Amblyseius largoensis is found mostly in humid tropical and subtropical areas of the world including at least 75 countries (Rodriguez et al. 1981; Demite et al. 2016; Gomez-Moya et al. 2018). This mite occurs in California, Florida, Hawaii, and Louisiana (Denmark & Evans 2011). Amblyseius largoensis is a generalist predator with a Type IIIb lifestyle (McMurtry et al. 2013). The mite can feed on a wide range of plant pollens (Saito & Mori 1975; Tanaka & Kashio 1977). Most A. largoensis larvae died before reaching the deutonymph stage when reared on pollen of citrus or lily, Lilium longifolorum Thunb. (Liliales: Liliaceae) (Tanaka & Kashio 1977). Yue and Tsai (1996) assessed the development, survivorship, and reproduction of A. largoensis with 4 plant pollens and found that live oak, Quercus virginiana Miller (Fagaceae), was the most suitable of the 4. This phytoseiid feeds on the eriophyid mites: Aceria guerreronis Heifer, and citrus rust mite, Phyllocoptruta oleivora (Ashmead) (both Trombidiformes: Eriophyidae); spider mites: Eotetranychus sexmaculatus (Riley), Eutetranychus orientalis (Klein), Panonychus citri (McGregor), Oligonychus punicae (Hirst), Tetranychus cinnabarinus (Boisduval), and Tetranychus pacificus (McGregor) (all Trombidiformes: Tetranychidae); broad mite: Polyphagotarsonemus latus (Banks) (Trombidiformes: Tarsonemidae); false spider mites: Brevipalpus yothersi Baker, Raoiella indica Hirst (both Trombidiformes: Tenuipalpidae), and various species of lepidopterans, thrips, whiteflies, and scale insects (Ehara 1962; Kamburov 1971; Tanaka & Kashiro 1977; Rodriguez & Ramos 2004; Galvāo et al. 2007; Carrillo et al. 2010; Rodriguez et al. 2013; Melo et al. 2015; De Alfaia et al. 2018). In this study, a slide-mounted A. largoensis was observed with a species of Winterschmidtiidae (Acari: Astigmata) in its chelicerae from Broward County. This phytoseiid was found in 11 of 22 leaf and twig samples from dooryard citrus trees that also had this acarid mite present.

Table 1.

Number of identified phytoseiid mite species from 544 dooryard and varietal block citrus trees in Florida between 2009 and 2014.

Table 2.

Number of dooryard and varietal block citrus trees with phytoseiid species by county in Florida between 2009 and 2014.

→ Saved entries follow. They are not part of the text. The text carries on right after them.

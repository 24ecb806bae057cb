// Copyright 2021-Present Datadog, Inc. https://www.datadoghq.com/
// SPDX-License-Identifier: Apache-2.0

//! The 8-state protocol written into each region's header, and the polling
//! loop consumers use to synchronize with a producer.

use std::time::Duration;

use tracing::trace;

/// One of the eight states a region's header `status` field can hold.
#[derive(Debug, Clone, Copy, PartialEq, Eq)]
#[repr(u32)]
pub enum Status {
    /// Region quiescent, either side may take ownership.
    Idle = 0,
    /// Client is depositing bytes.
    ClientWriting = 1,
    /// Server is consuming client-deposited bytes.
    ServerReading = 2,
    /// Server is computing a response.
    Processing = 3,
    /// Server is depositing bytes.
    ServerWriting = 4,
    /// Client is consuming server-deposited bytes.
    ClientReading = 5,
    /// Payload is valid and available to the waiting peer.
    Ready = 6,
    /// Protocol violation or I/O failure; the region is poisoned.
    Error = 7,
}

impl Status {
    pub fn as_u32(self) -> u32 {
        self as u32
    }
}

impl From<u32> for Status {
    fn from(value: u32) -> Self {
        match value {
            1 => Status::ClientWriting,
            2 => Status::ServerReading,
            3 => Status::Processing,
            4 => Status::ServerWriting,
            5 => Status::ClientReading,
            6 => Status::Ready,
            7 => Status::Error,
            _ => Status::Idle,
        }
    }
}

/// Fixed interval between polls of a region's header.
pub const POLL_INTERVAL: Duration = Duration::from_millis(1);

/// Default timeout for `read-from-client`.
pub const DEFAULT_READ_TIMEOUT: Duration = Duration::from_secs(5);

/// Default timeout for the inbound half of `bidirectional`.
pub const DEFAULT_BIDIRECTIONAL_TIMEOUT: Duration = Duration::from_secs(10);

/// Polls `read_status` every [`POLL_INTERVAL`] until it returns `target` or
/// `timeout` elapses.
///
/// Returns `true` on the first observation of the target status, `false` on
/// timeout. A timeout is not itself an error: this leaves a region in its
/// last observed state rather than forcing it to `ERROR`, a deliberate grace
/// period so a slow client may still complete (see DESIGN.md).
pub async fn wait_for_status<F>(target: Status, timeout: Duration, mut read_status: F) -> bool
where
    F: FnMut() -> u32,
{
    let deadline = tokio::time::Instant::now() + timeout;
    loop {
        let current = Status::from(read_status());
        if current == target {
            return true;
        }
        if tokio::time::Instant::now() >= deadline {
            trace!(?target, "wait_for_status timed out");
            return false;
        }
        tokio::time::sleep(POLL_INTERVAL).await;
    }
}

#[cfg(test)]
mod tests {
    use super::*;
    use std::cell::Cell;

    #[tokio::test(start_paused = true)]
    async fn observes_immediate_match() {
        let ok = wait_for_status(Status::Ready, Duration::from_millis(50), || Status::Ready.as_u32()).await;
        assert!(ok);
    }

    #[tokio::test(start_paused = true)]
    async fn times_out_when_status_never_arrives() {
        let ok = wait_for_status(Status::Ready, Duration::from_millis(20), || Status::Idle.as_u32()).await;
        assert!(!ok);
    }

    #[tokio::test(start_paused = true)]
    async fn observes_late_transition() {
        let calls = Cell::new(0);
        let ok = wait_for_status(Status::ClientWriting, Duration::from_secs(1), || {
            calls.set(calls.get() + 1);
            if calls.get() < 5 {
                Status::Idle.as_u32()
            } else {
                Status::ClientWriting.as_u32()
            }
        })
        .await;
        assert!(ok);
    }

    #[test]
    fn unknown_status_decodes_as_idle() {
        assert_eq!(Status::from(42), Status::Idle);
    }
}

Amblyseius largoensis was the most abundant predator associated with R. indica on various palms including coconut and the only phytoseiid found throughout the yr on palms in Florida (Carrillo et al. 2010). This phytoseiid was shown to have high survival rates, shorter developmental times, and reproductive rates when fed solely on R. indica.

Muma (1964a) collected 2,110 phytoseiids from citrus in Florida between 1960 and 1962 with only 1.5% identified as A. largoensis from citrus leaf samples in 3 counties: Monroe, St. Lucie, and Sarasota. Muma (1955) previously had described this species from Key lime (Citrus aurantifolia [Christm.]; Rutaceae) in Key Largo, then deleted A. largoensis from mites associated with citrus in Florida without explanation (Muma 1975).

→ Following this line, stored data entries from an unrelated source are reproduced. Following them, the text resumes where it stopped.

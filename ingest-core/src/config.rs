// Copyright 2021-Present Datadog, Inc. https://www.datadoghq.com/
// SPDX-License-Identifier: Apache-2.0

//! Configuration for the ingestion router and exchange orchestrator.
//!
//! No environment variables are consumed by the core; a binary that
//! embeds this crate is responsible for turning CLI flags or a config file
//! into a [`Config`].

use std::path::PathBuf;
use std::time::Duration;

use ingest_ipc::status::{DEFAULT_BIDIRECTIONAL_TIMEOUT, DEFAULT_READ_TIMEOUT};

/// Threshold above which the normal upload path reads the body in chunks
/// instead of a single call.
pub const DEFAULT_STREAM_THRESHOLD: u64 = 10 * 1024 * 1024;

/// Chunk size used by both the streamed-to-disk path and the chunked
/// in-memory fallback read.
pub const DEFAULT_IO_CHUNK_SIZE: usize = 8 * 1024;

/// The configured cap on request body size: 16 GiB by default.
pub const DEFAULT_MAX_BODY_SIZE: u64 = 16 * 1024 * 1024 * 1024;

/// Default shared-memory region size when a caller doesn't specify one.
pub const DEFAULT_SHM_SIZE: u32 = 1024 * 1024;

/// Runtime configuration for the ingestion server's core.
#[derive(Debug, Clone)]
pub struct Config {
    upload_dir: PathBuf,
    spool_dir: PathBuf,
    max_body_size: u64,
    stream_threshold: u64,
    io_chunk_size: usize,
    read_timeout: Duration,
    bidirectional_timeout: Duration,
    default_shm_size: u32,
}

impl Default for Config {
    fn default() -> Self {
        Config {
            upload_dir: PathBuf::from("uploads"),
            spool_dir: std::env::temp_dir(),
            max_body_size: DEFAULT_MAX_BODY_SIZE,
            stream_threshold: DEFAULT_STREAM_THRESHOLD,
            io_chunk_size: DEFAULT_IO_CHUNK_SIZE,
            read_timeout: DEFAULT_READ_TIMEOUT,
            bidirectional_timeout: DEFAULT_BIDIRECTIONAL_TIMEOUT,
            default_shm_size: DEFAULT_SHM_SIZE,
        }
    }
}

impl Config {
    /// Starts a builder pre-populated with every documented default.
    pub fn builder() -> ConfigBuilder {
        ConfigBuilder::default()
    }

    pub fn upload_dir(&self) -> &std::path::Path {
        &self.upload_dir
    }

    pub fn spool_dir(&self) -> &std::path::Path {
        &self.spool_dir
    }

    pub fn max_body_size(&self) -> u64 {
        self.max_body_size
    }

    pub fn stream_threshold(&self) -> u64 {
        self.stream_threshold
    }

    pub fn io_chunk_size(&self) -> usize {
        self.io_chunk_size
    }

    pub fn read_timeout(&self) -> Duration {
        self.read_timeout
    }

    pub fn bidirectional_timeout(&self) -> Duration {
        self.bidirectional_timeout
    }

    pub fn default_shm_size(&self) -> u32 {
        self.default_shm_size
    }
}

/// Builder for [`Config`]. Obtain via [`Config::builder`].
#[derive(Debug, Default)]
pub struct ConfigBuilder {
    upload_dir: Option<PathBuf>,
    spool_dir: Option<PathBuf>,
    max_body_size: Option<u64>,
    stream_threshold: Option<u64>,
    io_chunk_size: Option<usize>,
    read_timeout: Option<Duration>,
    bidirectional_timeout: Option<Duration>,
    default_shm_size: Option<u32>,
}

impl ConfigBuilder {
    pub fn upload_dir(mut self, dir: impl Into<PathBuf>) -> Self {
        self.upload_dir = Some(dir.into());
        self
    }

    pub fn spool_dir(mut self, dir: impl Into<PathBuf>) -> Self {
        self.spool_dir = Some(dir.into());
        self
    }

    pub fn max_body_size(mut self, bytes: u64) -> Self {
        self.max_body_size = Some(bytes);
        self
    }

    pub fn stream_threshold(mut self, bytes: u64) -> Self {
        self.stream_threshold = Some(bytes);
        self
    }

    pub fn io_chunk_size(mut self, bytes: usize) -> Self {
        self.io_chunk_size = Some(bytes);
        self
    }

    pub fn read_timeout(mut self, timeout: Duration) -> Self {
        self.read_timeout = Some(timeout);
        self
    }

    pub fn bidirectional_timeout(mut self, timeout: Duration) -> Self {
        self.bidirectional_timeout = Some(timeout);
        self
    }

    pub fn default_shm_size(mut self, bytes: u32) -> Self {
        self.default_shm_size = Some(bytes);
        self
    }

    pub fn build(self) -> Config {
        let defaults = Config::default();
        Config {
            upload_dir: self.upload_dir.unwrap_or(defaults.upload_dir),
            spool_dir: self.spool_dir.unwrap_or(defaults.spool_dir),
            max_body_size: self.max_body_size.unwrap_or(defaults.max_body_size),
            stream_threshold: self.stream_threshold.unwrap_or(defaults.stream_threshold),
            io_chunk_size: self.io_chunk_size.unwrap_or(defaults.io_chunk_size),
            read_timeout: self.read_timeout.unwrap_or(defaults.read_timeout),
            bidirectional_timeout: self
                .bidirectional_timeout
                .unwrap_or(defaults.bidirectional_timeout),
            default_shm_size: self.default_shm_size.unwrap_or(defaults.default_shm_size),
        }
    }
}

#[cfg(test)]
mod tests {
    use super::*;

    #[test]
    fn defaults_match_documented_constants() {
        let config = Config::default();
        assert_eq!(config.max_body_size(), DEFAULT_MAX_BODY_SIZE);
        assert_eq!(config.stream_threshold(), DEFAULT_STREAM_THRESHOLD);
        assert_eq!(config.default_shm_size(), DEFAULT_SHM_SIZE);
    }

    #[test]
    fn builder_overrides_take_effect() {
        let config = Config::builder()
            .max_body_size(42)
            .upload_dir("/tmp/custom-uploads")
            .build();
        assert_eq!(config.max_body_size(), 42);
        assert_eq!(config.upload_dir(), std::path::Path::new("/tmp/custom-uploads"));
        // Unspecified fields keep their defaults.
        assert_eq!(config.stream_threshold(), DEFAULT_STREAM_THRESHOLD);
    }
}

Amblyseius largoensis was collected only from sweet orange fruit in 1 of 7 commercial citrus orchards on reduced spray programs using horticultural mineral oils and sampled between Aug 1994 and Jan 1996 in Lake, Polk, and De Soto counties in central and south central Florida (Childers & Denmark 2011). No A. largoensis were collected from 82 ground cover plant species that were sampled monthly for 1 yr in 5 of the 7 citrus orchards. Herbicides were applied in the 2 remaining orchards.

Two totally different habitats were sampled in the 7-orchard study (Childers & Denmark 2011) and this survey of dooryard citrus trees. Most of the dooryard citrus trees sampled had a ground cover of 1 or more grasses versus the diverse complex of volunteer ground cover plants present in the 7 citrus orchard study (Childers & Denmark 2011). In the dooryard study, A. largoensis was the only species of Amblyseius collected from the dooryard citrus trees compared with 6 species of Amblyseius in the 7 citrus orchard study. This phytoseiid has increased substantially in recent yr both in species numbers and the mite's distribution on citrus within Florida counties.

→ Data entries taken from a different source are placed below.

// Copyright 2021-Present Datadog, Inc. https://www.datadoghq.com/
// SPDX-License-Identifier: Apache-2.0

//! Error types for the ingestion router, session manager, and exchange
//! orchestrator.

use thiserror::Error;

/// Errors the core distinguishes, one variant family per kind.
#[derive(Debug, Error)]
pub enum CoreError {
    /// Missing required header/parameter, unknown operation, unknown data type.
    #[error("protocol error: {0}")]
    Protocol(String),

    /// A resource (region, session) already exists under contested terms.
    #[error("contention: {0}")]
    Contention(String),

    /// A status-wait expired before the expected transition was observed.
    #[error("timeout: {0}")]
    Timeout(String),

    /// Header magic/version mismatch, or a decoding failure inside a handler.
    #[error("integrity violation: {0}")]
    Integrity(String),

    /// An OS shared-memory, filesystem, or network failure.
    #[error("I/O error: {0}")]
    Io(String),

    /// Request body larger than the configured maximum.
    #[error("payload of {actual} bytes exceeds the {max} byte limit")]
    Overflow { actual: u64, max: u64 },
}

impl From<ingest_ipc::IpcError> for CoreError {
    fn from(err: ingest_ipc::IpcError) -> Self {
        use ingest_ipc::IpcError::*;
        match err {
            AlreadyExists(name) => CoreError::Contention(format!("region '{name}' already exists")),
            NotFound(name) => CoreError::Protocol(format!("region '{name}' not found")),
            Integrity(msg) => CoreError::Integrity(msg),
            Overflow { offset, len, buffer_size } => CoreError::Integrity(format!(
                "write of {len} bytes at offset {offset} exceeds buffer_size {buffer_size}"
            )),
            Timeout { region, target } => {
                CoreError::Timeout(format!("region '{region}' never reached status {target}"))
            }
            Io { region, source } => CoreError::Io(format!("region '{region}': {source}")),
        }
    }
}

impl From<std::io::Error> for CoreError {
    fn from(err: std::io::Error) -> Self {
        CoreError::Io(err.to_string())
    }
}

impl CoreError {
    /// The HTTP status code an adapter should report for this error.
    pub fn status_code(&self) -> u16 {
        match self {
            CoreError::Protocol(_) => 400,
            CoreError::Contention(_) => 409,
            CoreError::Timeout(_) => 504,
            CoreError::Integrity(_) => 422,
            CoreError::Io(_) => 500,
            CoreError::Overflow { .. } => 413,
        }
    }
}
// Copyright 2021-Present Datadog, Inc. https://www.datadoghq.com/
// SPDX-License-Identifier: Apache-2.0

//! Error types for the shared-memory exchange subsystem.

use thiserror::Error;

/// Errors raised by the frame codec, region registry, and status machine.
#[derive(Debug, Error)]
pub enum IpcError {
    /// A region of this name already exists and `exist_ok` was not set.
    #[error("region '{0}' already exists")]
    AlreadyExists(String),

    /// No region of this name is known to the OS namespace.
    #[error("region '{0}' not found")]
    NotFound(String),

    /// A header failed to decode, or decoded with a bad magic/version, or an
    /// offset/length fell outside the region's payload capacity.
    #[error("integrity violation: {0}")]
    Integrity(String),

    /// `write_data` would have written past `buffer_size`.
    #[error("write of {len} bytes at offset {offset} exceeds buffer_size {buffer_size}")]
    Overflow {
        offset: u32,
        len: u32,
        buffer_size: u32,
    },

    /// `wait_for_status` did not observe the target status before its deadline.
    #[error("timed out waiting for status {target} on region '{region}'")]
    Timeout { region: String, target: u32 },

    /// The underlying OS shared-memory mapping failed.
    #[error("shared-memory I/O error on region '{region}': {source}")]
    Io {
        region: String,
        #[source]
        source: shared_memory::ShmemError,
    },
}

impl IpcError {
    pub fn io(region: impl Into<String>, source: shared_memory::ShmemError) -> Self {
        IpcError::Io {
            region: region.into(),
            source,
        }
    }
}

Euseius ennsi Ueckermann, Moraes & Childers: This is a newly described species on Florida citrus (Ueckermann et al. 2020). A total of 81 mites were identified from dooryard citrus trees in 9 counties (Tables 1–4). Two species, Euseius sibelius (DeLeon) and Euseius urceus (DeLeon) (both Mesostigmata: Phytoseiidae), were included incorrectly in the key of Euseius species found on Florida citrus by Ueckermann et al. (2020) because neither has been found on citrus in Florida to date. One female Euseius victoriensis (Womersley) (Mesostigmata: Phytoseiidae) was collected on 29 Mar 2011 from Pouteria Aubl. (Sapotaceae) in Pompano Beach, Broward County, Florida, USA, by W. C. Welbourn (2011). This is the only Florida Division of Plant Inspection record for this phytoseiid species. There is incomplete information provided by Denmark and Evans (2011) for this mite about its occurrence based on collection records, releases, or recoveries on or from Florida citrus.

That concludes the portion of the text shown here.